(Saved entries)
=====

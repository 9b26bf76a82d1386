//! TOML-based application configuration.
//!
//! Stores runtime settings that are not part of the child's progress:
//! - Session length (correct answers needed to finish the day)
//! - Database location
//! - Log filter
//! - Optional fixed seed for feedback messages
//!
//! Configuration is stored at `~/.config/solimo/config.toml`. Age band and
//! sound live in the key-value store instead, since the parent panel
//! changes them at runtime.

use std::path::{Path, PathBuf};

use serde::{Deserialize, Serialize};

use super::data_dir;
use crate::error::ConfigError;

/// Session-specific configuration.
#[derive(Debug, Clone, Serialize, Deserialize)]
pub struct SessionSettings {
    #[serde(default = "default_correct_answers_to_complete")]
    pub correct_answers_to_complete: u32,
}

/// Where the key-value database lives, relative to the data directory.
#[derive(Debug, Clone, Serialize, Deserialize)]
pub struct StorageConfig {
    #[serde(default = "default_database_file")]
    pub database_file: String,
}

#[derive(Debug, Clone, Serialize, Deserialize)]
pub struct LoggingConfig {
    /// `tracing_subscriber::EnvFilter` directive, overridden by `RUST_LOG`.
    #[serde(default = "default_log_filter")]
    pub filter: String,
}

#[derive(Debug, Clone, Serialize, Deserialize, Default)]
pub struct FeedbackConfig {
    /// Fixed RNG seed for message selection (None = entropy).
    #[serde(default)]
    pub seed: Option<u64>,
}

/// Application configuration.
///
/// Serialized to/from TOML at `~/.config/solimo/config.toml`.
#[derive(Debug, Clone, Serialize, Deserialize, Default)]
pub struct Config {
    #[serde(default)]
    pub session: SessionSettings,
    #[serde(default)]
    pub storage: StorageConfig,
    #[serde(default)]
    pub logging: LoggingConfig,
    #[serde(default)]
    pub feedback: FeedbackConfig,
}

fn default_correct_answers_to_complete() -> u32 {
    5
}
fn default_database_file() -> String {
    "solimo.db".into()
}
fn default_log_filter() -> String {
    "warn".into()
}

impl Default for SessionSettings {
    fn default() -> Self {
        Self {
            correct_answers_to_complete: default_correct_answers_to_complete(),
        }
    }
}

impl Default for StorageConfig {
    fn default() -> Self {
        Self {
            database_file: default_database_file(),
        }
    }
}

impl Default for LoggingConfig {
    fn default() -> Self {
        Self {
            filter: default_log_filter(),
        }
    }
}

impl Config {
    fn get_json_value_by_path<'a>(
        root: &'a serde_json::Value,
        key: &str,
    ) -> Option<&'a serde_json::Value> {
        if key.is_empty() {
            return None;
        }

        let mut current = root;
        for part in key.split('.') {
            current = current.get(part)?;
        }
        Some(current)
    }

    fn set_json_value_by_path(
        root: &mut serde_json::Value,
        key: &str,
        value: &str,
    ) -> Result<(), ConfigError> {
        let invalid = |message: String| ConfigError::InvalidValue {
            key: key.to_string(),
            message,
        };

        let mut parts = key.split('.').peekable();
        if key.is_empty() {
            return Err(ConfigError::UnknownKey(key.to_string()));
        }

        let mut current = root;
        while let Some(part) = parts.next() {
            let is_leaf = parts.peek().is_none();
            if is_leaf {
                let obj = current
                    .as_object_mut()
                    .ok_or_else(|| ConfigError::UnknownKey(key.to_string()))?;
                let existing = obj
                    .get(part)
                    .ok_or_else(|| ConfigError::UnknownKey(key.to_string()))?;

                let new_value = match existing {
                    serde_json::Value::Bool(_) => serde_json::Value::Bool(
                        value
                            .parse::<bool>()
                            .map_err(|_| invalid(format!("cannot parse '{value}' as bool")))?,
                    ),
                    serde_json::Value::Number(_) => serde_json::Value::Number(
                        value
                            .parse::<u64>()
                            .map_err(|_| invalid(format!("cannot parse '{value}' as number")))?
                            .into(),
                    ),
                    // Optional numeric fields serialize as null when unset.
                    serde_json::Value::Null => {
                        if value.is_empty() || value == "none" {
                            serde_json::Value::Null
                        } else {
                            serde_json::Value::Number(
                                value
                                    .parse::<u64>()
                                    .map_err(|_| {
                                        invalid(format!("cannot parse '{value}' as number"))
                                    })?
                                    .into(),
                            )
                        }
                    }
                    serde_json::Value::Object(_) | serde_json::Value::Array(_) => {
                        serde_json::from_str(value).map_err(|e| invalid(e.to_string()))?
                    }
                    serde_json::Value::String(_) => serde_json::Value::String(value.into()),
                };

                obj.insert(part.to_string(), new_value);
                return Ok(());
            }

            current = current
                .get_mut(part)
                .ok_or_else(|| ConfigError::UnknownKey(key.to_string()))?;
        }

        Err(ConfigError::UnknownKey(key.to_string()))
    }

    /// Path of the config file inside the data directory.
    ///
    /// # Errors
    /// Returns an error if the data directory is unavailable.
    pub fn path() -> Result<PathBuf, ConfigError> {
        Ok(data_dir()?.join("config.toml"))
    }

    /// Absolute path of the key-value database.
    ///
    /// # Errors
    /// Returns an error if the data directory is unavailable.
    pub fn database_path(&self) -> Result<PathBuf, ConfigError> {
        Ok(data_dir()?.join(&self.storage.database_file))
    }

    /// Load from disk or write and return the default.
    ///
    /// # Errors
    ///
    /// Returns an error if the config file exists but cannot be parsed,
    /// or if the default config cannot be written to disk.
    pub fn load() -> Result<Self, ConfigError> {
        Self::load_from(&Self::path()?)
    }

    /// Load from an explicit path.
    ///
    /// # Errors
    /// See [`Config::load`].
    pub fn load_from(path: &Path) -> Result<Self, ConfigError> {
        match std::fs::read_to_string(path) {
            Ok(content) => toml::from_str(&content).map_err(|e| ConfigError::LoadFailed {
                path: path.to_path_buf(),
                message: e.to_string(),
            }),
            Err(e) if e.kind() == std::io::ErrorKind::NotFound => {
                let cfg = Self::default();
                cfg.save_to(path)?;
                Ok(cfg)
            }
            Err(e) => Err(ConfigError::LoadFailed {
                path: path.to_path_buf(),
                message: e.to_string(),
            }),
        }
    }

    /// Persist to disk.
    ///
    /// # Errors
    ///
    /// Returns an error if the config cannot be serialized or written to disk.
    pub fn save(&self) -> Result<(), ConfigError> {
        self.save_to(&Self::path()?)
    }

    /// Persist to an explicit path.
    ///
    /// # Errors
    /// See [`Config::save`].
    pub fn save_to(&self, path: &Path) -> Result<(), ConfigError> {
        let save_failed = |message: String| ConfigError::SaveFailed {
            path: path.to_path_buf(),
            message,
        };
        let content = toml::to_string_pretty(self).map_err(|e| save_failed(e.to_string()))?;
        std::fs::write(path, content).map_err(|e| save_failed(e.to_string()))
    }

    /// Get a config value as string by dot-separated key.
    pub fn get(&self, key: &str) -> Option<String> {
        let json = serde_json::to_value(self).ok()?;
        let val = Self::get_json_value_by_path(&json, key)?;
        match val {
            serde_json::Value::String(s) => Some(s.clone()),
            other => Some(other.to_string()),
        }
    }

    /// Set a config value by key without saving.
    ///
    /// # Errors
    ///
    /// Returns an error if the key is unknown or the value has the wrong type.
    pub fn set(&mut self, key: &str, value: &str) -> Result<(), ConfigError> {
        let mut json =
            serde_json::to_value(&*self).map_err(|e| ConfigError::ParseFailed(e.to_string()))?;
        Self::set_json_value_by_path(&mut json, key, value)?;
        let updated: Config = serde_json::from_value(json).map_err(|e| ConfigError::InvalidValue {
            key: key.to_string(),
            message: e.to_string(),
        })?;
        if updated.session.correct_answers_to_complete == 0 {
            return Err(ConfigError::InvalidValue {
                key: key.to_string(),
                message: "a session needs at least one correct answer".into(),
            });
        }
        *self = updated;
        Ok(())
    }

    /// Load from disk, returning default on error.
    pub fn load_or_default() -> Self {
        Self::load().unwrap_or_default()
    }
}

=====

• DIRECTIONS: Match on "updated" and report each line of the data above that has it.

• PROBLEM SOLUTION:
        let updated: Config = serde_json::from_value(json).map_err(|e| ConfigError::InvalidValue {
        if updated.session.correct_answers_to_complete == 0 {
        *self = updated;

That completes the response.